_Your assignment_.
The answer must consist of every line in the records below that contains the string "derive".

_Material for the task_.
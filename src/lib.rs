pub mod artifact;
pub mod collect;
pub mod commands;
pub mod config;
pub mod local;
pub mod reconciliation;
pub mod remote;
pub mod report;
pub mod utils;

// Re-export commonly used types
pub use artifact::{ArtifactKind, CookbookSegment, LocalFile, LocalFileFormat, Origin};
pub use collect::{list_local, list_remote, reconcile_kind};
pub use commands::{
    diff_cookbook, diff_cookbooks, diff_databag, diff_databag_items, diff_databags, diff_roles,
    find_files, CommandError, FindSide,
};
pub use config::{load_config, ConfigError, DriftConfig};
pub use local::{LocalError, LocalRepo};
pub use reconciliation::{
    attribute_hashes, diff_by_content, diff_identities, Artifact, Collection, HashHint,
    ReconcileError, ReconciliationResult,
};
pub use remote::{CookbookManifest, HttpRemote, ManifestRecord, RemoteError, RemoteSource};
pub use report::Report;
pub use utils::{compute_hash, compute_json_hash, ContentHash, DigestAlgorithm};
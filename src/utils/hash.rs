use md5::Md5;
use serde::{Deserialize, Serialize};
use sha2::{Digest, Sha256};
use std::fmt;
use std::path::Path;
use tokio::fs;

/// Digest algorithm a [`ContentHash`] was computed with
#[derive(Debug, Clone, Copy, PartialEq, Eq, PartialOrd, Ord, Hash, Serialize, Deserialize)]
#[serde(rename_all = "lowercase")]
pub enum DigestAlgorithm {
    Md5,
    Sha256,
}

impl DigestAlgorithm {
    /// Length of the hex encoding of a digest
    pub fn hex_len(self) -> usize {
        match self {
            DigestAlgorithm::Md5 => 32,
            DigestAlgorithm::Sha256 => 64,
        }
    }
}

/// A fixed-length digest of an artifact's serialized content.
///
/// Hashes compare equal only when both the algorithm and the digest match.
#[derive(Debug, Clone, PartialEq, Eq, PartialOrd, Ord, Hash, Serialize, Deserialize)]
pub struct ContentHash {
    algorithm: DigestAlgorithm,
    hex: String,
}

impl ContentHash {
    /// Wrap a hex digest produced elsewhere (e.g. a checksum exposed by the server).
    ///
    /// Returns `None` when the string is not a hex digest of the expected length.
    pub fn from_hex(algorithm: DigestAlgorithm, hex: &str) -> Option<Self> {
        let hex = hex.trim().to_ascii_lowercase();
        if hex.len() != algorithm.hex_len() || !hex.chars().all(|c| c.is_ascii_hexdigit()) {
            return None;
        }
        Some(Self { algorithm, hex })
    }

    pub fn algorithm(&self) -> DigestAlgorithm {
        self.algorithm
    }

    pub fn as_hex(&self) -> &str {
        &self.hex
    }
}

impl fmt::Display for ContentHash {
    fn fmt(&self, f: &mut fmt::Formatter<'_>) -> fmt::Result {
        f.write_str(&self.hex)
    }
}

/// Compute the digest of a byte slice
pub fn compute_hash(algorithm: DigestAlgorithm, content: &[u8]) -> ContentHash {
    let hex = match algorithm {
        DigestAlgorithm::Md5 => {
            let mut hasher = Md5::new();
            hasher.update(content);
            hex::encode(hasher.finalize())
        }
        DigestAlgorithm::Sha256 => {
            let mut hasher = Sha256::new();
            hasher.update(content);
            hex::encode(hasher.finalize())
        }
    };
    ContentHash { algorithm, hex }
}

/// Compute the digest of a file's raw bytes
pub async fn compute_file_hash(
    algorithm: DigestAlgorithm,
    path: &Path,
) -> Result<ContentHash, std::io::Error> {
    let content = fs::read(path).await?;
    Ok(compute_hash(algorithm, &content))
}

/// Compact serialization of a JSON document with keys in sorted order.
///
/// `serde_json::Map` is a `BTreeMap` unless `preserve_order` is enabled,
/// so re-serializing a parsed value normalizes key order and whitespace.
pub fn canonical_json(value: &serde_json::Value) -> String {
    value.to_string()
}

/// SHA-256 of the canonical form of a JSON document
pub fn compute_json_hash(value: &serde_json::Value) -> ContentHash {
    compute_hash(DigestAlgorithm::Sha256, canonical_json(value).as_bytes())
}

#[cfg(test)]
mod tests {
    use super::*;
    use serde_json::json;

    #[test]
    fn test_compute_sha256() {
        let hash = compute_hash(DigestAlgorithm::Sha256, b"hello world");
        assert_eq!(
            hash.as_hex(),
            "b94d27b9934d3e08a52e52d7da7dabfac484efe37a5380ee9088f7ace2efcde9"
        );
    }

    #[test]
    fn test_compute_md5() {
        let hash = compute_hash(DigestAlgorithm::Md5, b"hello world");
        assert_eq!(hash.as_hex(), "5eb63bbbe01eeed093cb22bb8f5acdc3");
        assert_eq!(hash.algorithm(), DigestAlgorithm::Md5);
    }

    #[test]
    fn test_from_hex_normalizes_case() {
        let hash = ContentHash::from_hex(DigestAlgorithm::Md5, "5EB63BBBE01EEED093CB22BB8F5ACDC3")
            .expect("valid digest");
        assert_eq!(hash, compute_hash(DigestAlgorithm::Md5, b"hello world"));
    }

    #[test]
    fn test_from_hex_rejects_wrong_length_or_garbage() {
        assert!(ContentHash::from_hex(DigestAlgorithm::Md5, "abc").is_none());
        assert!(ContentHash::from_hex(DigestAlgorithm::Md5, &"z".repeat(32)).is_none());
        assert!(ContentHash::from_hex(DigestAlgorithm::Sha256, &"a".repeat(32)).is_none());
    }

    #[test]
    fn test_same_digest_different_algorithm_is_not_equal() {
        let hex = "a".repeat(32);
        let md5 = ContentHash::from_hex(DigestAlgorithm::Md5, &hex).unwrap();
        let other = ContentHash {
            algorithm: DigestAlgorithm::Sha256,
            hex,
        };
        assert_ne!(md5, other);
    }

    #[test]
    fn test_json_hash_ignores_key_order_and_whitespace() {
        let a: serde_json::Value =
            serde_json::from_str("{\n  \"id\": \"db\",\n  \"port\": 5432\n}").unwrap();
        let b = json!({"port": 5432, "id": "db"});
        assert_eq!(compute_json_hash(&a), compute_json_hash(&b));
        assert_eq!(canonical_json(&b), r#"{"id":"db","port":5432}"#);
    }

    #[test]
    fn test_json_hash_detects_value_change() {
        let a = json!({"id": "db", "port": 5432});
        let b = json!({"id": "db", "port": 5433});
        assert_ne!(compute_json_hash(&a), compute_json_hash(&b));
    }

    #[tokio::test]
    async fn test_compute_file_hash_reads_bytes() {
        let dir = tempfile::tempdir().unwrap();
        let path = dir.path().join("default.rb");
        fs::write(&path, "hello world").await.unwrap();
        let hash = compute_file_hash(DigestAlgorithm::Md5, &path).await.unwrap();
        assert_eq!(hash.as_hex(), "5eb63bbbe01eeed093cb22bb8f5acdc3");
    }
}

_Answer section_.
#[derive(Debug, Clone, Copy, PartialEq, Eq, PartialOrd, Ord, Hash, Serialize, Deserialize)]
#[derive(Debug, Clone, PartialEq, Eq, PartialOrd, Ord, Hash, Serialize, Deserialize)]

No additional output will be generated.